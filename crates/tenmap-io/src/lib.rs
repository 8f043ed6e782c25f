//! # tenmap-io
//!
//! Binary serialization of tensor maps backed by [`DenseArray`].
//!
//! Archives start with a small fixed header (magic bytes, format version and
//! element dtype) followed by a bincode encoding of the keys, blocks and
//! gradients. Loading rebuilds the tensor map through the regular
//! constructors, so a corrupted archive can not produce an inconsistent
//! tensor map.
//!
//! ## Quick Start
//!
//! ```
//! use tenmap_core::{DenseArray, Labels, TensorBlock, TensorMap};
//! use tenmap_io::{load_buffer, save_buffer};
//!
//! let block = TensorBlock::new(
//!     DenseArray::<f64>::zeros(&[2, 1]),
//!     Labels::range("system", 2).unwrap(),
//!     Vec::<Labels>::new(),
//!     Labels::range("energy", 1).unwrap(),
//! ).unwrap();
//! let tensor = TensorMap::new(Labels::single(), vec![block]).unwrap();
//!
//! let buffer = save_buffer(&tensor).unwrap();
//! let loaded = load_buffer::<f64>(&buffer).unwrap();
//! assert_eq!(loaded, tensor);
//! ```
//!
//! [`DenseArray`]: tenmap_core::DenseArray

pub mod codec;
pub mod config;
pub mod error;
mod record;

pub use codec::{
    load, load_buffer, load_buffer_with_config, load_with_config, save, save_buffer,
    save_buffer_with_config, save_with_config, ArchiveElement, MAGIC, VERSION,
};
pub use config::{IoConfig, DEFAULT_MAX_PAYLOAD_BYTES};
pub use error::{IoError, Result};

▶ _WORK TASK_
Retype the lines above, keeping every character.

▶ _OUTPUT FOR THIS TASK_
filename crates/tenmap-io/src/lib.rs
repository 8f043ed6e782c25f
//! # tenmap-io
//!
//! Binary serialization of tensor maps backed by [`DenseArray`].
//!
//! Archives start with a small fixed header (magic bytes, format version and
//! element dtype) followed by a bincode encoding of the keys, blocks and
//! gradients. Loading rebuilds the tensor map through the regular
//! constructors, so a corrupted archive can not produce an inconsistent
//! tensor map.
//!
//! ## Quick Start
//!
//! ```
//! use tenmap_core::{DenseArray, Labels, TensorBlock, TensorMap};
//! use tenmap_io::{load_buffer, save_buffer};
//!
//! let block = TensorBlock::new(
//!     DenseArray::<f64>::zeros(&[2, 1]),
//!     Labels::range("system", 2).unwrap(),
//!     Vec::<Labels>::new(),
//!     Labels::range("energy", 1).unwrap(),
//! ).unwrap();
//! let tensor = TensorMap::new(Labels::single(), vec![block]).unwrap();
//!
//! let buffer = save_buffer(&tensor).unwrap();
//! let loaded = load_buffer::<f64>(&buffer).unwrap();
//! assert_eq!(loaded, tensor);
//! ```
//!
//! [`DenseArray`]: tenmap_core::DenseArray

pub mod codec;
pub mod config;
pub mod error;
mod record;

pub use codec::{
    load, load_buffer, load_buffer_with_config, load_with_config, save, save_buffer,
    save_buffer_with_config, save_with_config, ArchiveElement, MAGIC, VERSION,
};
pub use config::{IoConfig, DEFAULT_MAX_PAYLOAD_BYTES};
pub use error::{IoError, Result};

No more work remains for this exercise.